I am working with the Unix version of Matlab R2015a under Fedora 22. I just found that if a execute the command

which filename

when I am located in a folder different than the folder where filename is located, I would get the full path of filename but with an extra folder "/.". For example, suppose that the full path of filename that I get when I run the command in the folder where filename is located is

/home/user/Documents/MATLAB/Apps/project/filename.m

Then, the path that I get when I am located in a different folder would be

/home/user/Documents/MATLAB/Apps/project/./filename.m

I tested the command over R2012 in Windows and the behavior is the expected, that is, the full path name is the same no matter where you are located.

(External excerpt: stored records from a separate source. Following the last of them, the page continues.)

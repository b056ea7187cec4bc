//! Per-item results of an apply run

use std::path::PathBuf;

use serde::Serialize;

use crate::domain::ItemKind;

/// What the engine decided to do with an item
#[derive(Debug, Clone, Copy, PartialEq, Eq, Serialize)]
#[serde(rename_all = "snake_case")]
pub enum Action {
    Create,
    Update,
}

impl Action {
    pub fn as_str(&self) -> &'static str {
        match self {
            Action::Create => "create",
            Action::Update => "update",
        }
    }
}

#[derive(Debug, Clone, PartialEq, Eq, Serialize)]
#[serde(tag = "outcome", rename_all = "snake_case")]
pub enum Outcome {
    /// Dry run: the action would have been taken
    Planned,

    /// Remote call succeeded; tasks carry their id
    Applied {
        #[serde(skip_serializing_if = "Option::is_none")]
        id: Option<String>,
    },

    Failed { error: String },

    /// Not attempted because an ancestor failed
    Skipped,
}

#[derive(Debug, Clone, PartialEq, Eq, Serialize)]
pub struct ApplyItem {
    pub kind: ItemKind,
    pub name: String,

    /// Nesting level; 0 for tags, statuses and top-level tasks
    pub depth: usize,

    #[serde(skip_serializing_if = "Option::is_none")]
    pub action: Option<Action>,

    #[serde(flatten)]
    pub outcome: Outcome,
}

#[derive(Debug, Clone, Default, Serialize)]
pub struct ApplyReport {
    pub dry_run: bool,

    #[serde(skip_serializing_if = "Option::is_none")]
    pub backup: Option<PathBuf>,

    pub items: Vec<ApplyItem>,
}

impl ApplyReport {
    pub fn new(dry_run: bool) -> Self {
        Self {
            dry_run,
            ..Default::default()
        }
    }

    pub(crate) fn push(
        &mut self,
        kind: ItemKind,
        name: &str,
        depth: usize,
        action: Option<Action>,
        outcome: Outcome,
    ) {
        self.items.push(ApplyItem {
            kind,
            name: name.to_string(),
            depth,
            action,
            outcome,
        });
    }

    fn count(&self, pred: impl Fn(&Outcome) -> bool) -> usize {
        self.items.iter().filter(|i| pred(&i.outcome)).count()
    }

    pub fn applied(&self) -> usize {
        self.count(|o| matches!(o, Outcome::Applied { .. }))
    }

    pub fn planned(&self) -> usize {
        self.count(|o| matches!(o, Outcome::Planned))
    }

    pub fn failed(&self) -> usize {
        self.count(|o| matches!(o, Outcome::Failed { .. }))
    }

    pub fn skipped(&self) -> usize {
        self.count(|o| matches!(o, Outcome::Skipped))
    }

    pub fn has_failures(&self) -> bool {
        self.failed() > 0
    }

    /// Items of one kind, in processing order
    pub fn of_kind(&self, kind: ItemKind) -> impl Iterator<Item = &ApplyItem> {
        self.items.iter().filter(move |i| i.kind == kind)
    }

    pub fn summary(&self) -> String {
        if self.dry_run {
            format!("Dry run: {} change(s) planned, nothing applied", self.planned())
        } else {
            format!(
                "{} applied, {} failed, {} skipped",
                self.applied(),
                self.failed(),
                self.skipped()
            )
        }
    }
}
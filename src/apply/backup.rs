//! Pre-apply snapshots of remote tags and statuses

use std::path::PathBuf;

use anyhow::Context;
use chrono::Utc;
use tracing::{info, warn};

use super::engine::ApplyTarget;
use super::export::{export_config, ExportSelection};
use crate::remote::TaskApi;
use crate::storage::write_atomic;

/// Writes `config-<timestamp>.yml` files into a backups directory
///
/// Best effort: a failed backup is logged and never stops the apply.
#[derive(Debug, Clone)]
pub struct BackupWriter {
    dir: PathBuf,
}

impl BackupWriter {
    pub fn new(dir: impl Into<PathBuf>) -> Self {
        Self { dir: dir.into() }
    }

    /// Snapshots the target and returns the written file, if any
    pub async fn write<A: TaskApi + ?Sized>(&self, api: &A, target: &ApplyTarget) -> Option<PathBuf> {
        match self.try_write(api, target).await {
            Ok(path) => {
                info!(path = %path.display(), "Created backup");
                Some(path)
            }
            Err(e) => {
                warn!("Failed to create backup: {e:#}");
                None
            }
        }
    }

    async fn try_write<A: TaskApi + ?Sized>(
        &self,
        api: &A,
        target: &ApplyTarget,
    ) -> anyhow::Result<PathBuf> {
        let selection = ExportSelection {
            tags: target.space_id.is_some(),
            statuses: target.list_id.is_some(),
            tasks: false,
        };
        let snapshot = export_config(api, target, selection)
            .await
            .context("Failed to read current remote state")?;
        let yaml = snapshot.to_yaml().context("Failed to serialize backup")?;

        let path = self.dir.join(backup_file_name());
        write_atomic(&path, yaml.as_bytes())
            .with_context(|| format!("Failed to write {}", path.display()))?;
        Ok(path)
    }
}

/// `config-2024-02-15T10-30-00-123Z.yml`
fn backup_file_name() -> String {
    format!("config-{}.yml", Utc::now().format("%Y-%m-%dT%H-%M-%S-%3fZ"))
}
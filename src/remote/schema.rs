//! Wire records, one per endpoint envelope
//!
//! Responses are decoded here exactly once. Unknown fields are ignored;
//! missing required fields fail decoding with [`RemoteError::Decode`].
//!
//! [`RemoteError::Decode`]: super::RemoteError::Decode

use chrono::{DateTime, TimeZone, Utc};
use serde::{Deserialize, Deserializer};

use crate::domain::{List, Priority, Space, Status, Tag, TagRef, Task, Workspace};

/// An id the server sends either as a string or as a number
#[derive(Debug, Clone, PartialEq, Eq, Deserialize)]
#[serde(untagged)]
enum LooseId {
    Text(String),
    Number(i64),
}

impl From<LooseId> for String {
    fn from(id: LooseId) -> Self {
        match id {
            LooseId::Text(s) => s,
            LooseId::Number(n) => n.to_string(),
        }
    }
}

fn loose_id<'de, D: Deserializer<'de>>(deserializer: D) -> Result<String, D::Error> {
    LooseId::deserialize(deserializer).map(String::from)
}

/// Numeric values that may arrive quoted ("3" or 3)
#[derive(Debug, Clone, Deserialize)]
#[serde(untagged)]
enum LooseNumber {
    Number(i64),
    Float(f64),
    Text(String),
}

impl LooseNumber {
    fn as_i64(&self) -> Option<i64> {
        match self {
            LooseNumber::Number(n) => Some(*n),
            LooseNumber::Float(f) => Some(*f as i64),
            LooseNumber::Text(s) => s.trim().parse().ok(),
        }
    }
}

/// Parent reference: a bare id or an object carrying one
#[derive(Debug, Clone, Deserialize)]
#[serde(untagged)]
enum ParentRef {
    Id(LooseId),
    Object { id: LooseId },
}

impl From<ParentRef> for String {
    fn from(parent: ParentRef) -> Self {
        match parent {
            ParentRef::Id(id) | ParentRef::Object { id } => id.into(),
        }
    }
}

#[derive(Debug, Clone, Deserialize)]
pub struct IdRef {
    #[serde(deserialize_with = "loose_id")]
    pub id: String,
}

#[derive(Debug, Clone, Deserialize)]
pub struct StatusRecord {
    pub status: String,

    #[serde(default)]
    pub color: Option<String>,

    #[serde(default)]
    orderindex: Option<LooseNumber>,

    #[serde(default, rename = "type")]
    pub kind: Option<String>,
}

impl From<StatusRecord> for Status {
    fn from(record: StatusRecord) -> Self {
        Status {
            name: record.status,
            color: record.color.filter(|c| !c.is_empty()),
            order: record
                .orderindex
                .as_ref()
                .and_then(LooseNumber::as_i64)
                .unwrap_or_default(),
            kind: record.kind,
        }
    }
}

#[derive(Debug, Clone, Deserialize)]
pub struct PriorityRecord {
    #[serde(default)]
    id: Option<LooseNumber>,

    #[serde(default)]
    priority: Option<String>,
}

impl PriorityRecord {
    fn resolve(&self) -> Option<Priority> {
        self.id
            .as_ref()
            .and_then(LooseNumber::as_i64)
            .and_then(|n| Priority::from_ordinal(n).ok())
            .or_else(|| self.priority.as_deref().and_then(|p| p.parse().ok()))
    }
}

#[derive(Debug, Clone, Deserialize)]
pub struct TagRecord {
    pub name: String,

    #[serde(default)]
    pub tag_bg: Option<String>,

    #[serde(default)]
    pub tag_fg: Option<String>,
}

impl From<TagRecord> for Tag {
    fn from(record: TagRecord) -> Self {
        Tag {
            name: record.name,
            bg_color: record.tag_bg.unwrap_or_default(),
            fg_color: record.tag_fg.unwrap_or_default(),
        }
    }
}

#[derive(Debug, Clone, Deserialize)]
pub struct TaskRecord {
    #[serde(deserialize_with = "loose_id")]
    pub id: String,

    pub name: String,

    #[serde(default)]
    pub description: Option<String>,

    #[serde(default)]
    pub text_content: Option<String>,

    pub status: StatusRecord,

    #[serde(default)]
    pub priority: Option<PriorityRecord>,

    #[serde(default)]
    parent: Option<ParentRef>,

    #[serde(default)]
    pub list: Option<IdRef>,

    #[serde(default)]
    pub space: Option<IdRef>,

    #[serde(default)]
    pub tags: Vec<TagRecord>,

    /// Epoch milliseconds
    #[serde(default)]
    date_created: Option<LooseNumber>,

    /// Epoch milliseconds
    #[serde(default)]
    due_date: Option<LooseNumber>,

    #[serde(default)]
    pub url: Option<String>,
}

impl TaskRecord {
    pub fn parent_id(&self) -> Option<String> {
        self.parent.clone().map(String::from)
    }

    pub fn created_at(&self) -> Option<DateTime<Utc>> {
        millis_to_utc(self.date_created.as_ref()?)
    }

    pub fn due_at(&self) -> Option<DateTime<Utc>> {
        millis_to_utc(self.due_date.as_ref()?)
    }
}

fn millis_to_utc(value: &LooseNumber) -> Option<DateTime<Utc>> {
    Utc.timestamp_millis_opt(value.as_i64()?).single()
}

impl From<TaskRecord> for Task {
    fn from(record: TaskRecord) -> Self {
        let parent_id = record.parent_id();
        let created_at = record.created_at();
        let due_at = record.due_at();
        let priority = record.priority.as_ref().and_then(PriorityRecord::resolve);
        let description = record
            .description
            .or(record.text_content)
            .filter(|d| !d.trim().is_empty());

        Task {
            id: record.id,
            name: record.name,
            description,
            status: record.status.into(),
            priority,
            parent_id,
            list_id: record.list.map(|l| l.id),
            space_id: record.space.map(|s| s.id),
            tags: record
                .tags
                .into_iter()
                .map(|t| TagRef { name: t.name })
                .collect(),
            created_at,
            due_at,
            url: record.url,
        }
    }
}

/// Workspace, space and list records share the `{id, name}` shape
#[derive(Debug, Clone, Deserialize)]
pub struct NamedRecord {
    #[serde(deserialize_with = "loose_id")]
    pub id: String,
    pub name: String,
}

impl From<NamedRecord> for Workspace {
    fn from(r: NamedRecord) -> Self {
        Workspace { id: r.id, name: r.name }
    }
}

impl From<NamedRecord> for Space {
    fn from(r: NamedRecord) -> Self {
        Space { id: r.id, name: r.name }
    }
}

impl From<NamedRecord> for List {
    fn from(r: NamedRecord) -> Self {
        List { id: r.id, name: r.name }
    }
}

#[derive(Debug, Deserialize)]
pub struct TasksEnvelope {
    #[serde(default)]
    pub tasks: Vec<TaskRecord>,
}

/// Mutation replies come either bare or wrapped in `data`
#[derive(Debug, Deserialize)]
#[serde(untagged)]
pub enum TaskReply {
    Wrapped { data: TaskRecord },
    Bare(TaskRecord),
}

impl From<TaskReply> for Task {
    fn from(reply: TaskReply) -> Self {
        match reply {
            TaskReply::Wrapped { data } | TaskReply::Bare(data) => data.into(),
        }
    }
}

#[derive(Debug, Deserialize)]
#[serde(untagged)]
pub enum SubtasksEnvelope {
    Wrapped { data: TasksEnvelope },
    Bare(TasksEnvelope),
}

impl SubtasksEnvelope {
    pub fn into_tasks(self) -> Vec<TaskRecord> {
        match self {
            SubtasksEnvelope::Wrapped { data } | SubtasksEnvelope::Bare(data) => data.tasks,
        }
    }
}

#[derive(Debug, Deserialize)]
pub struct StatusesEnvelope {
    #[serde(default)]
    pub statuses: Vec<StatusRecord>,
}

#[derive(Debug, Deserialize)]
pub struct TagsEnvelope {
    #[serde(default)]
    pub tags: Vec<TagRecord>,
}

#[derive(Debug, Deserialize)]
pub struct TeamsEnvelope {
    #[serde(default)]
    pub teams: Vec<NamedRecord>,
}

#[derive(Debug, Deserialize)]
pub struct SpacesEnvelope {
    #[serde(default)]
    pub spaces: Vec<NamedRecord>,
}

#[derive(Debug, Deserialize)]
pub struct ListsEnvelope {
    #[serde(default)]
    pub lists: Vec<NamedRecord>,
}
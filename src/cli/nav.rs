//! `task workspaces`, `task spaces`, `task lists`

use anyhow::{Context, Result};

use super::context::CommandContext;
use super::output::Output;
use crate::remote::TaskApi;

pub async fn workspaces(ctx: &CommandContext, output: &Output) -> Result<()> {
    let workspaces = ctx
        .api()
        .workspaces()
        .await
        .context("Failed to fetch workspaces")?;

    if output.is_json() {
        output.data(&workspaces);
    } else if workspaces.is_empty() {
        println!("No workspaces found.");
    } else {
        print_table(workspaces.iter().map(|w| (w.id.as_str(), w.name.as_str())));
    }
    Ok(())
}

pub async fn spaces(ctx: &CommandContext, workspace: Option<String>, output: &Output) -> Result<()> {
    let workspace_id = ctx.workspace_id(workspace)?;
    let spaces = ctx
        .api()
        .spaces(&workspace_id)
        .await
        .with_context(|| format!("Failed to fetch spaces of workspace {workspace_id}"))?;

    if output.is_json() {
        output.data(&spaces);
    } else if spaces.is_empty() {
        println!("No spaces found in workspace {}.", workspace_id);
    } else {
        print_table(spaces.iter().map(|s| (s.id.as_str(), s.name.as_str())));
    }
    Ok(())
}

pub async fn lists(ctx: &CommandContext, space: Option<String>, output: &Output) -> Result<()> {
    let space_id = ctx.space_id(space)?;
    let lists = ctx
        .api()
        .lists(&space_id)
        .await
        .with_context(|| format!("Failed to fetch lists of space {space_id}"))?;

    if output.is_json() {
        output.data(&lists);
    } else if lists.is_empty() {
        println!("No lists found in space {}.", space_id);
    } else {
        print_table(lists.iter().map(|l| (l.id.as_str(), l.name.as_str())));
    }
    Ok(())
}

fn print_table<'a>(rows: impl Iterator<Item = (&'a str, &'a str)>) {
    println!("{:<20} NAME", "ID");
    println!("{}", "-".repeat(60));
    for (id, name) in rows {
        println!("{:<20} {}", id, name);
    }
}
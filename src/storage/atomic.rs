//! Write-then-rename file replacement

use std::fs::{self, OpenOptions};
use std::io::{self, BufWriter, Write};
use std::path::Path;

/// Replaces `path` with `contents` via a sibling temp file and a rename
///
/// Missing parent directories are created. Readers never observe a partially
/// written file; concurrent writers are not synchronized.
pub fn write_atomic(path: &Path, contents: &[u8]) -> io::Result<()> {
    if let Some(parent) = path.parent() {
        if !parent.as_os_str().is_empty() {
            fs::create_dir_all(parent)?;
        }
    }

    let mut temp_name = path.file_name().unwrap_or_default().to_os_string();
    temp_name.push(".tmp");
    let temp_path = path.with_file_name(temp_name);

    {
        let file = OpenOptions::new()
            .write(true)
            .create(true)
            .truncate(true)
            .open(&temp_path)?;

        let mut writer = BufWriter::new(&file);
        writer.write_all(contents)?;
        writer.flush()?;
        file.sync_all()?;
    }

    fs::rename(&temp_path, path)
}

My matlabroot: /usr/local/MATLAB/R2015a

My userpath: /home/user/Documents/MATLAB/

In my path I have a lot of other folders, including all subfolders of userpath.

Has somebody else experienced this behavior? Any explanation or solution?

Upvotes: 1

Views: 62

Answers (1)

Ludwig Schulze
Ludwig Schulze

Reputation: 2315

It may be unexpected but it is not an error:

(1) The path is still correct. "." (dot) is a reference to the directory that it contains this entry. This is required by POSIX http://pubs.opengroup.org/onlinepubs/9699919799/basedefs/V1_chap04.html (see section 4.12) .

(2) Mathworks documentation specifies that "which" returns the "full path". It does not give a definition for "full path". In my book they are free to use a meaning of "full path" that allows "." directory self-references in the path.

Edit: As for "solution" and "explanation":

Solution: You can get rid of the extra dot directory with

strrep(which('filename'),'/./','/')

No Explanation:

Mathworks has not made the source code of their "which" function available. Therefore, only they can explain the behaviour. Contact customer support. In addition to the information you have provided so far, they might also need the output of the matlab "path" commando in your installation environment to be able to explain it.